(Collected data)
+-------+
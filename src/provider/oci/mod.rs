//! Oracle Cloud Infrastructure provider driven through the `oci` CLI.
//!
//! The serial console is captured into a console history object, read
//! back once it settles and then deleted again.

use std::collections::HashMap;
use std::ffi::OsString;
use std::sync::{Arc, OnceLock};
use std::time::Duration;

use serde::Deserialize;
use slog::{Logger, debug, info, o, warn};
use tempfile::NamedTempFile;

use crate::command::{CommandRunner, os_args};
use crate::retry::{CancelSignal, Poll, poll_for};

use super::cli::{VendorCli, scratch_file};
use super::rollback::Rollback;
use super::{
    Addresses, ClusterIdentity, GcSummary, Instance, InstanceRequest, Platform, Provider,
    ProviderError, ProviderFuture, is_expired, parse_address, parse_timestamp,
};

mod config;

pub use config::OciConfig;

const CREATED_BY_TAG_KEY: &str = "created-by";
const CREATED_BY_TAG_VALUE: &str = "mantle";

/// OCI implementation of [`Provider`].
#[derive(Debug)]
pub struct OciProvider {
    config: OciConfig,
    cli: VendorCli,
    log: Logger,
    poll: Poll,
    console_poll: Poll,
    ssh_key_file: OnceLock<Option<NamedTempFile>>,
}

#[derive(Debug, Deserialize)]
struct Envelope<T> {
    data: T,
}

#[derive(Debug, Deserialize)]
#[serde(rename_all = "kebab-case")]
struct OciInstance {
    id: String,
    lifecycle_state: String,
    time_created: Option<String>,
    #[serde(default)]
    freeform_tags: HashMap<String, String>,
}

#[derive(Debug, Deserialize)]
#[serde(rename_all = "kebab-case")]
struct Vnic {
    public_ip: Option<String>,
    private_ip: Option<String>,
    #[serde(default)]
    is_primary: bool,
}

#[derive(Debug, Deserialize)]
#[serde(rename_all = "kebab-case")]
struct ConsoleHistory {
    id: String,
    lifecycle_state: String,
}

impl OciInstance {
    fn created_by_mantle(&self) -> bool {
        self.freeform_tags
            .get(CREATED_BY_TAG_KEY)
            .is_some_and(|value| value == CREATED_BY_TAG_VALUE)
    }

    fn is_stopping(&self) -> bool {
        matches!(self.lifecycle_state.as_str(), "TERMINATING" | "TERMINATED")
    }
}

impl OciProvider {
    /// Creates the provider after validating `config`.
    ///
    /// # Errors
    ///
    /// Returns [`ProviderError::InvalidOptions`] when required settings are
    /// missing.
    pub fn new(
        config: OciConfig,
        runner: Arc<dyn CommandRunner>,
        log: &Logger,
    ) -> Result<Self, ProviderError> {
        config
            .validate()
            .map_err(|err| ProviderError::InvalidOptions {
                platform: Platform::Oci,
                message: err.to_string(),
            })?;
        let leading = config
            .profile
            .as_deref()
            .map(|profile| os_args(["--profile", profile]))
            .unwrap_or_default();
        let cli =
            VendorCli::new(config.cli_bin.clone(), Vec::new(), runner).with_leading_args(leading);
        Ok(Self {
            cli,
            log: log.new(o!("platform" => "oci")),
            config,
            poll: Poll::INSTANCE_BOOT,
            console_poll: Poll::SERVICE,
            ssh_key_file: OnceLock::new(),
        })
    }

    /// Overrides the instance readiness budget.
    #[must_use]
    pub const fn with_poll(mut self, poll: Poll) -> Self {
        self.poll = poll;
        self
    }

    /// Overrides the console capture budget.
    #[must_use]
    pub const fn with_console_poll(mut self, poll: Poll) -> Self {
        self.console_poll = poll;
        self
    }

    fn do_setup(&self, identity: &ClusterIdentity) -> Result<(), ProviderError> {
        if self.ssh_key_file.get().is_some() {
            return Err(ProviderError::AlreadySetUp {
                platform: Platform::Oci,
            });
        }
        let file = identity
            .ssh_public_key
            .as_deref()
            .map(|key| scratch_file("write public key", key))
            .transpose()?;
        self.ssh_key_file
            .set(file)
            .map_err(|_| ProviderError::AlreadySetUp {
                platform: Platform::Oci,
            })
    }

    async fn create(
        &self,
        request: &InstanceRequest,
        cancel: &CancelSignal,
    ) -> Result<Instance, ProviderError> {
        let user_data = scratch_file("write user-data", &request.user_data)?;
        let tags = format!(r#"{{"{CREATED_BY_TAG_KEY}":"{CREATED_BY_TAG_VALUE}"}}"#);
        let mut args = os_args([
            "compute",
            "instance",
            "launch",
            "--compartment-id",
            self.config.compartment.as_str(),
            "--availability-domain",
            self.config.availability_domain.as_str(),
            "--shape",
            self.config.shape.as_str(),
            "--image-id",
            self.config.image.as_str(),
            "--subnet-id",
            self.config.subnet.as_str(),
            "--display-name",
            request.name.as_str(),
            "--assign-public-ip",
            "true",
            "--freeform-tags",
            tags.as_str(),
            "--user-data-file",
        ]);
        args.push(user_data.path().as_os_str().to_owned());
        if let Some(key_file) = self.ssh_key_file.get().and_then(Option::as_ref) {
            args.push(OsString::from("--ssh-authorized-keys-file"));
            args.push(key_file.path().as_os_str().to_owned());
        }
        let launched: Envelope<OciInstance> = self.cli.json("launch instance", args).await?;
        let instance_id = launched.data.id;
        debug!(self.log, "instance launched"; "instance" => &instance_id);

        let mut rollback = Rollback::new(&self.cli, &self.log);
        rollback.push("terminate instance", terminate_args(&instance_id));

        match poll_for(self.poll, cancel, || self.running_addresses(&instance_id)).await {
            Ok(addresses) => {
                rollback.commit();
                info!(self.log, "instance running"; "instance" => &instance_id);
                Ok(Instance {
                    id: instance_id,
                    name: request.name.clone(),
                    addresses,
                    floating_ip: None,
                })
            }
            Err(err) => {
                rollback.unwind().await;
                Err(ProviderError::readiness("wait for instance running", err))
            }
        }
    }

    async fn get(&self, instance_id: &str) -> Result<OciInstance, ProviderError> {
        let shown: Envelope<OciInstance> = self
            .cli
            .json(
                "get instance",
                os_args(["compute", "instance", "get", "--instance-id", instance_id]),
            )
            .await?;
        Ok(shown.data)
    }

    async fn running_addresses(
        &self,
        instance_id: &str,
    ) -> Result<Option<Addresses>, ProviderError> {
        let instance = self.get(instance_id).await?;
        if instance.is_stopping() {
            return Err(ProviderError::InstanceFailed {
                instance_id: instance.id,
                state: instance.lifecycle_state,
            });
        }
        if instance.lifecycle_state != "RUNNING" {
            return Ok(None);
        }
        let addresses = self.primary_addresses(instance_id).await?;
        Ok(addresses.public.is_some().then_some(addresses))
    }

    async fn primary_addresses(&self, instance_id: &str) -> Result<Addresses, ProviderError> {
        let vnics: Envelope<Vec<Vnic>> = self
            .cli
            .json(
                "list vnics",
                os_args([
                    "compute",
                    "instance",
                    "list-vnics",
                    "--instance-id",
                    instance_id,
                ]),
            )
            .await?;
        Ok(vnics
            .data
            .iter()
            .find(|vnic| vnic.is_primary)
            .or_else(|| vnics.data.first())
            .map(|vnic| Addresses {
                public: parse_address(vnic.public_ip.as_deref()),
                private: parse_address(vnic.private_ip.as_deref()),
            })
            .unwrap_or_default())
    }

    async fn capture_console(&self, instance: &Instance) -> Result<Vec<u8>, ProviderError> {
        let captured: Envelope<ConsoleHistory> = self
            .cli
            .json(
                "capture console history",
                os_args([
                    "compute",
                    "console-history",
                    "capture",
                    "--instance-id",
                    instance.id.as_str(),
                ]),
            )
            .await?;
        let history_id = captured.data.id;
        let content = self.read_history(&history_id).await;
        if let Err(err) = self
            .cli
            .run(
                "delete console history",
                history_args("delete", &history_id, &["--force"]),
            )
            .await
        {
            warn!(
                self.log,
                "console history left behind";
                "history" => &history_id,
                "error" => %err
            );
        }
        content
    }

    async fn read_history(&self, history_id: &str) -> Result<Vec<u8>, ProviderError> {
        poll_for(self.console_poll, &CancelSignal::never(), || async {
            let shown: Envelope<ConsoleHistory> = self
                .cli
                .json("get console history", history_args("get", history_id, &[]))
                .await?;
            match shown.data.lifecycle_state.as_str() {
                "SUCCEEDED" => Ok(Some(())),
                "FAILED" => Err(ProviderError::Parse {
                    step: String::from("get console history"),
                    message: format!("console history {} failed", shown.data.id),
                }),
                _ => Ok(None),
            }
        })
        .await
        .map_err(|err| ProviderError::readiness("wait for console history", err))?;
        let content = self
            .cli
            .run(
                "read console history",
                history_args("get-content", history_id, &["--file", "-"]),
            )
            .await?;
        Ok(content.into_bytes())
    }

    async fn collect_garbage(&self, grace_period: Duration) -> Result<GcSummary, ProviderError> {
        let listed: Envelope<Vec<OciInstance>> = self
            .cli
            .json(
                "list instances",
                os_args([
                    "compute",
                    "instance",
                    "list",
                    "--compartment-id",
                    self.config.compartment.as_str(),
                    "--all",
                ]),
            )
            .await?;
        let now = chrono::Utc::now();
        let mut summary = GcSummary::default();
        for instance in listed.data.into_iter().filter(OciInstance::created_by_mantle) {
            let expired = match instance.time_created.as_deref() {
                Some(created) => match parse_timestamp("list instances", created) {
                    Ok(stamp) => is_expired(stamp, now, grace_period),
                    Err(err) => {
                        summary.record_failure(
                            &self.log,
                            &instance.id,
                            "read creation time",
                            &err,
                        );
                        continue;
                    }
                },
                None => false,
            };
            if expired && !instance.is_stopping() {
                let terminated = self
                    .cli
                    .run("terminate expired instance", terminate_args(&instance.id))
                    .await;
                match terminated {
                    Ok(_) => summary.terminated.push(instance.id),
                    Err(err) => summary.record_failure(
                        &self.log,
                        &instance.id,
                        "terminate expired instance",
                        &err,
                    ),
                }
            } else {
                summary.skipped += 1;
            }
        }
        Ok(summary)
    }
}

fn terminate_args(instance_id: &str) -> Vec<OsString> {
    os_args([
        "compute",
        "instance",
        "terminate",
        "--instance-id",
        instance_id,
        "--force",
    ])
}

fn history_args(action: &str, history_id: &str, extra: &[&str]) -> Vec<OsString> {
    let mut args = os_args([
        "compute",
        "console-history",
        action,
        "--instance-console-history-id",
        history_id,
    ]);
    args.extend(os_args(extra.iter().copied()));
    args
}

impl Provider for OciProvider {
    fn platform(&self) -> Platform {
        Platform::Oci
    }

    fn setup<'a>(&'a self, identity: &'a ClusterIdentity) -> ProviderFuture<'a, ()> {
        Box::pin(async move { self.do_setup(identity) })
    }

    fn create_instance<'a>(
        &'a self,
        request: &'a InstanceRequest,
        cancel: &'a CancelSignal,
    ) -> ProviderFuture<'a, Instance> {
        Box::pin(self.create(request, cancel))
    }

    fn refresh_addresses<'a>(&'a self, instance: &'a Instance) -> ProviderFuture<'a, Addresses> {
        Box::pin(self.primary_addresses(&instance.id))
    }

    fn console_output<'a>(&'a self, instance: &'a Instance) -> ProviderFuture<'a, Vec<u8>> {
        Box::pin(self.capture_console(instance))
    }

    fn terminate_instance<'a>(&'a self, instance: &'a Instance) -> ProviderFuture<'a, ()> {
        Box::pin(async move {
            self.cli
                .run("terminate instance", terminate_args(&instance.id))
                .await
                .map(drop)
        })
    }

    fn teardown(&self) -> ProviderFuture<'_, ()> {
        Box::pin(async { Ok(()) })
    }

    fn gc(&self, grace_period: Duration) -> ProviderFuture<'_, GcSummary> {
        Box::pin(self.collect_garbage(grace_period))
    }
}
+-------+
§ INSTRUCTIONS FOR THE TASK: Copy every line from the records that holds the string "OciConfig".

§ SOLUTION BELOW:
pub use config::OciConfig;
    config: OciConfig,
        config: OciConfig,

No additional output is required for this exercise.